In the beef sector, the North Island bull price saw a modest but steady increase of 2% over four weeks to NZ$6.15/kg as of 27 October. This rise is stronger than the average for this time of year and is now 5% higher than the five-year average.
The rise in New Zealand prices may reflect lower volumes of cows and bulls in the system and processors’ efforts to attract numbers, anticipating strong US prices. Beef export volumes for September were down by 5% year-over-year, with a notable 30% decline in volumes to China and a 46% drop in value.
However, shipments to the US increased by 35% to 8,884 tonnes.
Sheepmeat prices, however, did not fare as well in October. Farmgate prices for lamb, which had shown a slight increase over September, dropped back down below NZ$ 7/kg by 27 October. These prices are now 25% lower than last year and almost 20% below the five-year average. Lamb slaughter volumes for the 2022/23 season remained steady compared to the previous year, but export receipts were down by 17%, driven by weaker shipment values to China and the US.
Looking at farm inputs, the price structure in Q4 2023 is expected to heavily impact farmers’ budgets next season. Fertiliser prices are forecasted to be stable with a slight downward potential, assuming no disruptions from the Israel-Hamas conflict. International urea prices are expected to be down 11%, with DAP prices down 26% and potash down 41%.

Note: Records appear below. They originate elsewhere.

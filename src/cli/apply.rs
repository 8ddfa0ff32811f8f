//! Apply command implementation

use std::path::PathBuf;
use std::sync::Arc;
use std::time::Instant;

use anyhow::{Context, Result};
use clap::Args;
use colored::Colorize;
use tracing::info;

use crate::bundler::Compilation;
use crate::config::Config;
use crate::plugins::PluginManager;
use crate::split::{PlannedMove, SplitModuleChunks};
use crate::utils::format_duration;

/// Split modules of a build graph into their dependents' chunks
#[derive(Args, Debug)]
pub struct ApplyCommand {
    /// Build graph snapshot (JSON)
    pub graph: PathBuf,

    /// Write the rewritten graph here instead of stdout
    #[arg(short, long)]
    pub out: Option<PathBuf>,

    /// Only print the planned moves
    #[arg(long)]
    pub dry_run: bool,
}

impl ApplyCommand {
    pub async fn execute(&self, config_path: &str) -> Result<()> {
        let start = Instant::now();

        info!("Loading configuration from {}", config_path);
        let config = Config::load(config_path)?;
        let compilation = super::load_compilation(&self.graph).await?;

        let splitter = SplitModuleChunks::new(config.cache_groups());
        eprintln!(
            "{} Applying {} cache group(s) to {} module(s) in {} chunk(s)...",
            "→".blue(),
            splitter.cache_groups().len(),
            compilation.len(),
            compilation.chunk_count()
        );

        if self.dry_run {
            let plan = splitter.plan(&compilation);
            if compilation.chunk_count() < 2 {
                eprintln!(
                    "  {} fewer than 2 chunks, the pass would not run",
                    "!".yellow()
                );
            }
            print_moves(&compilation, plan.moves());
            eprintln!(
                "\n{} Planned {} move(s), graph left untouched\n",
                "✓".green().bold(),
                plan.len()
            );
            return Ok(());
        }

        let mut plugins = PluginManager::new();
        plugins.register(Arc::new(splitter.clone()));

        let mut session = plugins.compilation(compilation);
        session.unseal();
        session.after_optimize_chunks()?;
        let compilation = session.into_compilation();

        let report = splitter.take_report();
        if report.is_none() {
            eprintln!("  {} fewer than 2 chunks, nothing to split", "•".dimmed());
        }
        let report = report.unwrap_or_default();
        let moves: Vec<PlannedMove> = report.moves;
        let removed: Vec<String> = report
            .removed_chunks
            .iter()
            .map(|&chunk| compilation.chunk_label(chunk))
            .collect();
        print_moves(&compilation, &moves);
        for name in &removed {
            eprintln!("  {} removed empty chunk {}", "✗".red(), name.yellow());
        }

        let output = serde_json::to_string_pretty(&compilation.to_snapshot())?;
        match &self.out {
            Some(path) => {
                tokio::fs::write(path, output)
                    .await
                    .with_context(|| format!("Failed to write build graph: {}", path.display()))?;
                eprintln!("  {} Wrote {}", "•".dimmed(), path.display().to_string().cyan());
            }
            None => println!("{}", output),
        }

        eprintln!(
            "\n{} Moved {} module(s), removed {} chunk(s) in {}\n",
            "✓".green().bold(),
            moves.len(),
            removed.len(),
            format_duration(start.elapsed())
        );

        Ok(())
    }
}

fn print_moves(compilation: &Compilation, moves: &[PlannedMove]) {
    for planned in moves {
        let identifier = compilation
            .module(planned.module)
            .map(|m| m.identifier.clone())
            .unwrap_or_default();
        let targets: Vec<String> = planned
            .targets
            .iter()
            .map(|&chunk| compilation.chunk_label(chunk))
            .collect();

        eprintln!(
            "  {} {} {} [{}] {}",
            "•".dimmed(),
            identifier.cyan(),
            "→".dimmed(),
            targets.join(", "),
            format!("({})", planned.cache_group).dimmed()
        );
    }
}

However, currency and energy costs could adversely affect farmers’ input budgets, with diesel prices posing an additional challenge.
In terms of interest and exchange rates, New Zealand’s third-quarter inflation was lower than expected at 5%, compared to a forecast of 5.9%. This has led to a decline in the New Zealand dollar, which fell as low as 0.5574 after opening the month at 0.6004.
Despite individual consumer pressures, the high rates of net inward migration and the weakening currency are providing some support to the economy as New Zealand’s trade performance gradually recovers.